*** RECORDS FOR THE EXERCISE ***
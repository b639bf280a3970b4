//! Display strings for the presentation layer
//!
//! Locale only swaps text. Control flow, result data and error semantics
//! never depend on it.

use serde::{Deserialize, Serialize};
use std::fmt;
use std::str::FromStr;

#[derive(Debug, Clone, Copy, PartialEq, Eq, Hash, Default, Serialize, Deserialize)]
#[serde(rename_all = "lowercase")]
pub enum Locale {
    #[default]
    En,
    Fr,
}

impl Locale {
    pub fn code(&self) -> &'static str {
        match self {
            Locale::En => "en",
            Locale::Fr => "fr",
        }
    }

    /// Parse a `lang` value, falling back to `default` for anything unknown
    pub fn parse_or(value: Option<&str>, default: Locale) -> Locale {
        value.and_then(|v| v.parse().ok()).unwrap_or(default)
    }

    pub fn strings(&self) -> &'static Strings {
        match self {
            Locale::En => &EN,
            Locale::Fr => &FR,
        }
    }
}

impl fmt::Display for Locale {
    fn fmt(&self, f: &mut fmt::Formatter<'_>) -> fmt::Result {
        f.write_str(self.code())
    }
}

impl FromStr for Locale {
    type Err = String;

    fn from_str(s: &str) -> Result<Self, Self::Err> {
        match s.trim().to_lowercase().as_str() {
            "en" | "en-us" | "en-gb" => Ok(Locale::En),
            "fr" | "fr-fr" => Ok(Locale::Fr),
            _ => Err(format!("Unsupported locale: {s}")),
        }
    }
}

/// Every piece of text the page renders
#[derive(Debug)]
pub struct Strings {
    pub brand: &'static str,
    pub nav_about: &'static str,
    pub nav_services: &'static str,
    pub nav_contact: &'static str,
    pub nav_demo: &'static str,
    pub hero_title: &'static str,
    pub hero_body: &'static str,
    pub hero_cta: &'static str,
    pub about_title: &'static str,
    pub about_body: &'static str,
    pub services_title: &'static str,
    pub malaria_title: &'static str,
    pub malaria_body: &'static str,
    pub demo_title: &'static str,
    pub demo_prompt: &'static str,
    pub upload_label: &'static str,
    pub analyze_label: &'static str,
    pub uploaded_heading: &'static str,
    pub uploaded_alt: &'static str,
    pub processing: &'static str,
    pub analysis_failed: &'static str,
    pub results_heading: &'static str,
    pub result_alt: &'static str,
    pub footer_tagline: &'static str,
    pub footer_links: &'static str,
    pub footer_contact: &'static str,
    pub footer_email: &'static str,
    pub footer_phone: &'static str,
    pub footer_rights: &'static str,
}

static EN: Strings = Strings {
    brand: "AXIOME",
    nav_about: "About",
    nav_services: "Services",
    nav_contact: "Contact",
    nav_demo: "Demo",
    hero_title: "Revolutionizing Healthcare with AI",
    hero_body: "Discover how AXIOME's cutting-edge technology detects diseases with unparalleled accuracy.",
    hero_cta: "Try Demo",
    about_title: "About AXIOME",
    about_body: "AXIOME Medicare Center uses cutting-edge technology to revolutionize healthcare diagnostics. \
                 Our AI-powered solutions provide accurate and rapid disease detection, starting with our \
                 Malaria parasite detection MVP.",
    services_title: "Our Services",
    malaria_title: "Malaria Detection",
    malaria_body: "AI-powered analysis of blood samples for rapid malaria parasite detection.",
    demo_title: "Try Our Demo",
    demo_prompt: "Upload an image for malaria parasite detection:",
    upload_label: "Upload Image",
    analyze_label: "Analyze",
    uploaded_heading: "Uploaded Image:",
    uploaded_alt: "Uploaded",
    processing: "Processing image...",
    analysis_failed: "Failed to process image. Please try again.",
    results_heading: "Results:",
    result_alt: "Processed",
    footer_tagline: "Revolutionizing healthcare with AI",
    footer_links: "Quick Links",
    footer_contact: "Contact Us",
    footer_email: "Email: info@axiome.com",
    footer_phone: "Phone: (123) 456-7890",
    footer_rights: "© 2024 AXIOME Medicare Center. All rights reserved.",
};

static FR: Strings = Strings {
    brand: "AXIOME",
    nav_about: "À propos",
    nav_services: "Services",
    nav_contact: "Contact",
    nav_demo: "Démo",
    hero_title: "Révolutionner la santé grâce à l'IA",
    hero_body: "Découvrez comment la technologie d'AXIOME détecte les maladies avec une précision inégalée.",
    hero_cta: "Essayer la démo",
    about_title: "À propos d'AXIOME",
    about_body: "AXIOME Medicare Center utilise une technologie de pointe pour révolutionner le diagnostic médical. \
                 Nos solutions fondées sur l'IA offrent une détection rapide et précise des maladies, à commencer \
                 par notre MVP de détection du parasite du paludisme.",
    services_title: "Nos services",
    malaria_title: "Détection du paludisme",
    malaria_body: "Analyse d'échantillons sanguins par IA pour une détection rapide du parasite du paludisme.",
    demo_title: "Essayez notre démo",
    demo_prompt: "Téléversez une image pour la détection du parasite du paludisme :",
    upload_label: "Téléverser une image",
    analyze_label: "Analyser",
    uploaded_heading: "Image téléversée :",
    uploaded_alt: "Image téléversée",
    processing: "Traitement de l'image...",
    analysis_failed: "Échec du traitement de l'image. Veuillez réessayer.",
    results_heading: "Résultats :",
    result_alt: "Image traitée",
    footer_tagline: "Révolutionner la santé grâce à l'IA",
    footer_links: "Liens rapides",
    footer_contact: "Nous contacter",
    footer_email: "E-mail : info@axiome.com",
    footer_phone: "Téléphone : (123) 456-7890",
    footer_rights: "© 2024 AXIOME Medicare Center. Tous droits réservés.",
};
//! Remote analyzer over HTTP
//!
//! Posts the raw image bytes to an analysis endpoint and expects
//! `{"result_url": "..."}` back. Every failure mode collapses into
//! `AnalysisFailed`; the cause only reaches the logs.

use async_trait::async_trait;
use reqwest::header::{AUTHORIZATION, CONTENT_TYPE};
use serde::Deserialize;
use shared::{Locator, ProcessId};
use std::time::Duration;
use url::Url;

use crate::error::{AnalysisFailed, SiteError, SiteResult};
use crate::traits::AnalyzeOperation;
use crate::types::StoredImage;

/// Success body returned by the analysis endpoint
#[derive(Debug, Deserialize)]
struct AnalyzeResponse {
    result_url: String,
}

#[derive(Debug, Clone)]
pub struct HttpAnalyzer {
    client: reqwest::Client,
    endpoint: Url,
    api_key: Option<String>,
}

impl HttpAnalyzer {
    /// Create an analyzer for `endpoint`. No timeout is applied unless one is given.
    pub fn new(endpoint: Url, api_key: Option<String>, timeout: Option<Duration>) -> SiteResult<Self> {
        let mut builder = reqwest::Client::builder();
        if let Some(timeout) = timeout {
            builder = builder.timeout(timeout);
        }
        let client = builder
            .build()
            .map_err(|e| SiteError::config(format!("Failed to build HTTP client: {e}")))?;

        Ok(Self {
            client,
            endpoint,
            api_key,
        })
    }

    pub fn endpoint(&self) -> &Url {
        &self.endpoint
    }

    fn fail(&self, image: &StoredImage, reason: impl std::fmt::Display) -> AnalysisFailed {
        shared::process_warn!(
            ProcessId::current(),
            "❌ Analysis of {} via {} failed: {}",
            image.locator,
            self.endpoint,
            reason
        );
        AnalysisFailed
    }
}

#[async_trait]
impl AnalyzeOperation for HttpAnalyzer {
    async fn analyze(&self, image: &StoredImage) -> Result<Locator, AnalysisFailed> {
        let request_start = std::time::Instant::now();

        let mut request = self
            .client
            .post(self.endpoint.clone())
            .header(CONTENT_TYPE, image.content_type.as_str())
            .body(image.bytes.clone());
        if let Some(api_key) = &self.api_key {
            request = request.header(AUTHORIZATION, format!("Bearer {api_key}"));
        }

        let response = request.send().await.map_err(|e| self.fail(image, e))?;

        if !response.status().is_success() {
            return Err(self.fail(image, format!("HTTP {}", response.status())));
        }

        let body: AnalyzeResponse = response
            .json()
            .await
            .map_err(|e| self.fail(image, format!("malformed response: {e}")))?;

        let result = Locator::new(body.result_url).map_err(|e| self.fail(image, e))?;

        shared::process_info!(
            ProcessId::current(),
            "✅ Analysis of {} completed in {:?}",
            image.locator,
            request_start.elapsed()
        );
        Ok(result)
    }

    fn name(&self) -> &'static str {
        "http"
    }
}
//! Site configuration
//!
//! Command line flags parsed with clap, secrets read from the environment
//! (after loading `.env` if present), validated into a `SiteConfig`.

use async_trait::async_trait;
use clap::Parser;
use shared::{Locator, SharedError};
use std::fmt;
use std::net::{IpAddr, Ipv4Addr, SocketAddr};
use std::path::PathBuf;
use std::str::FromStr;
use std::time::Duration;
use url::Url;

use crate::core::{Locale, SelectionPolicy};
use crate::error::{AnalysisFailed, SiteError, SiteResult};
use crate::services::simulated_analyzer::{DEFAULT_DELAY_MS, DEFAULT_RESULT_URL};
use crate::services::{HttpAnalyzer, SimulatedAnalyzer};
use crate::traits::AnalyzeOperation;
use crate::types::StoredImage;

/// Environment variable holding the remote analyzer endpoint
pub const ENDPOINT_ENV: &str = "ANALYZER_ENDPOINT";

/// Environment variable holding the remote analyzer bearer token
pub const API_KEY_ENV: &str = "ANALYZER_API_KEY";

/// Command line arguments for the site binary
#[derive(Parser, Debug, Clone)]
#[command(name = "site")]
#[command(about = "AXIOME marketing site with the image analysis demo")]
pub struct SiteArgs {
    /// Port for the HTTP server
    #[arg(long, default_value = "8080")]
    pub port: u16,

    /// Directory served under /static
    #[arg(long, default_value = "./static")]
    pub static_dir: PathBuf,

    /// Log level (trace, debug, info, warn, error)
    #[arg(long, default_value = "info")]
    pub log_level: String,

    /// Default display locale (en, fr)
    #[arg(long, default_value = "en")]
    pub locale: Locale,

    /// What a new selection does to a stale result or error
    #[arg(long, default_value = "clear-on-select")]
    pub selection_policy: SelectionPolicy,

    /// Analyzer backend (simulated, http)
    #[arg(long, default_value = "simulated")]
    pub analyzer: AnalyzerKind,

    /// Simulated analysis latency in milliseconds
    #[arg(long, default_value_t = DEFAULT_DELAY_MS)]
    pub delay_ms: u64,

    /// Upper bound of extra random simulated latency in milliseconds
    #[arg(long, default_value = "0")]
    pub jitter_ms: u64,

    /// Probability in [0, 1] that a simulated analysis fails
    #[arg(long, default_value = "0.0")]
    pub failure_rate: f64,

    /// Result locator returned by the simulated analyzer
    #[arg(long, default_value = DEFAULT_RESULT_URL)]
    pub result_url: String,

    /// Request timeout for the http analyzer in milliseconds (none by default)
    #[arg(long)]
    pub analyzer_timeout_ms: Option<u64>,

    /// Largest accepted upload in megabytes
    #[arg(long, default_value = "10")]
    pub max_upload_mb: usize,
}

#[derive(Debug, Clone, Copy, PartialEq, Eq)]
pub enum AnalyzerKind {
    Simulated,
    Http,
}

impl fmt::Display for AnalyzerKind {
    fn fmt(&self, f: &mut fmt::Formatter<'_>) -> fmt::Result {
        match self {
            AnalyzerKind::Simulated => write!(f, "simulated"),
            AnalyzerKind::Http => write!(f, "http"),
        }
    }
}

impl FromStr for AnalyzerKind {
    type Err = String;

    fn from_str(s: &str) -> Result<Self, Self::Err> {
        match s.to_lowercase().as_str() {
            "simulated" | "sim" => Ok(AnalyzerKind::Simulated),
            "http" | "remote" => Ok(AnalyzerKind::Http),
            _ => Err(format!("Unknown analyzer: {s}")),
        }
    }
}

#[derive(Debug, Clone, PartialEq)]
pub enum AnalyzerConfig {
    Simulated {
        delay: Duration,
        jitter: Duration,
        failure_rate: f64,
        result_url: Locator,
    },
    Http {
        endpoint: Url,
        api_key: Option<String>,
        timeout: Option<Duration>,
    },
}

impl AnalyzerConfig {
    pub fn build(&self) -> SiteResult<ConfiguredAnalyzer> {
        match self {
            AnalyzerConfig::Simulated {
                delay,
                jitter,
                failure_rate,
                result_url,
            } => {
                let analyzer = SimulatedAnalyzer::new(*delay, result_url.clone())
                    .with_jitter(*jitter)
                    .with_failure_rate(*failure_rate)?;
                Ok(ConfiguredAnalyzer::Simulated(analyzer))
            }
            AnalyzerConfig::Http {
                endpoint,
                api_key,
                timeout,
            } => Ok(ConfiguredAnalyzer::Http(HttpAnalyzer::new(
                endpoint.clone(),
                api_key.clone(),
                *timeout,
            )?)),
        }
    }
}

/// Validated configuration for one site process
#[derive(Debug, Clone, PartialEq)]
pub struct SiteConfig {
    pub bind_address: SocketAddr,
    pub static_dir: PathBuf,
    pub default_locale: Locale,
    pub selection_policy: SelectionPolicy,
    pub max_upload_bytes: usize,
    pub analyzer: AnalyzerConfig,
}

impl SiteConfig {
    /// Load `.env` if present; variables already set take precedence
    pub fn load_env() {
        let _ = dotenv::dotenv();
    }

    /// Build from arguments and the process environment
    pub fn from_args(args: SiteArgs) -> SiteResult<Self> {
        Self::from_args_with_env(args, |key| std::env::var(key).ok())
    }

    /// Build from arguments, reading environment values through `env`
    pub fn from_args_with_env<F>(args: SiteArgs, env: F) -> SiteResult<Self>
    where
        F: Fn(&str) -> Option<String>,
    {
        let max_upload_bytes = args
            .max_upload_mb
            .checked_mul(1024 * 1024)
            .filter(|bytes| *bytes > 0)
            .ok_or_else(|| SharedError::invalid_config("max_upload_mb", args.max_upload_mb))?;

        let analyzer = match args.analyzer {
            AnalyzerKind::Simulated => {
                if !(0.0..=1.0).contains(&args.failure_rate) {
                    return Err(SharedError::invalid_config("failure_rate", args.failure_rate).into());
                }
                AnalyzerConfig::Simulated {
                    delay: Duration::from_millis(args.delay_ms),
                    jitter: Duration::from_millis(args.jitter_ms),
                    failure_rate: args.failure_rate,
                    result_url: Locator::new(args.result_url)?,
                }
            }
            AnalyzerKind::Http => {
                let raw = env(ENDPOINT_ENV)
                    .filter(|v| !v.trim().is_empty())
                    .ok_or_else(|| SiteError::config(format!("{ENDPOINT_ENV} is required for the http analyzer")))?;
                let endpoint = Url::parse(raw.trim())
                    .map_err(|e| SiteError::config(format!("Invalid {ENDPOINT_ENV} {raw:?}: {e}")))?;
                AnalyzerConfig::Http {
                    endpoint,
                    api_key: env(API_KEY_ENV).filter(|v| !v.trim().is_empty()),
                    timeout: args.analyzer_timeout_ms.map(Duration::from_millis),
                }
            }
        };

        Ok(Self {
            bind_address: SocketAddr::new(IpAddr::V4(Ipv4Addr::LOCALHOST), args.port),
            static_dir: args.static_dir,
            default_locale: args.locale,
            selection_policy: args.selection_policy,
            max_upload_bytes,
            analyzer,
        })
    }
}

/// Analyzer chosen at startup
#[derive(Debug, Clone)]
pub enum ConfiguredAnalyzer {
    Simulated(SimulatedAnalyzer),
    Http(HttpAnalyzer),
}

#[async_trait]
impl AnalyzeOperation for ConfiguredAnalyzer {
    async fn analyze(&self, image: &StoredImage) -> Result<Locator, AnalysisFailed> {
        match self {
            ConfiguredAnalyzer::Simulated(analyzer) => analyzer.analyze(image).await,
            ConfiguredAnalyzer::Http(analyzer) => analyzer.analyze(image).await,
        }
    }

    fn name(&self) -> &'static str {
        match self {
            ConfiguredAnalyzer::Simulated(analyzer) => analyzer.name(),
            ConfiguredAnalyzer::Http(analyzer) => analyzer.name(),
        }
    }
}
*** End of RECORDS FOR THE EXERCISE ***
## PROBLEM DETAILS
Nothing but the lines from the start of the data through the line holding "pub nav_demo: &'static" should be restated, and each one exactly.

## RESULT FOR THIS TASK
repository b639bf280a3970b4
//! Display strings for the presentation layer
//!
//! Locale only swaps text. Control flow, result data and error semantics
//! never depend on it.

use serde::{Deserialize, Serialize};
use std::fmt;
use std::str::FromStr;

#[derive(Debug, Clone, Copy, PartialEq, Eq, Hash, Default, Serialize, Deserialize)]
#[serde(rename_all = "lowercase")]
pub enum Locale {
    #[default]
    En,
    Fr,
}

impl Locale {
    pub fn code(&self) -> &'static str {
        match self {
            Locale::En => "en",
            Locale::Fr => "fr",
        }
    }

    /// Parse a `lang` value, falling back to `default` for anything unknown
    pub fn parse_or(value: Option<&str>, default: Locale) -> Locale {
        value.and_then(|v| v.parse().ok()).unwrap_or(default)
    }

    pub fn strings(&self) -> &'static Strings {
        match self {
            Locale::En => &EN,
            Locale::Fr => &FR,
        }
    }
}

impl fmt::Display for Locale {
    fn fmt(&self, f: &mut fmt::Formatter<'_>) -> fmt::Result {
        f.write_str(self.code())
    }
}

impl FromStr for Locale {
    type Err = String;

    fn from_str(s: &str) -> Result<Self, Self::Err> {
        match s.trim().to_lowercase().as_str() {
            "en" | "en-us" | "en-gb" => Ok(Locale::En),
            "fr" | "fr-fr" => Ok(Locale::Fr),
            _ => Err(format!("Unsupported locale: {s}")),
        }
    }
}

/// Every piece of text the page renders
#[derive(Debug)]
pub struct Strings {
    pub brand: &'static str,
    pub nav_about: &'static str,
    pub nav_services: &'static str,
    pub nav_contact: &'static str,
    pub nav_demo: &'static str,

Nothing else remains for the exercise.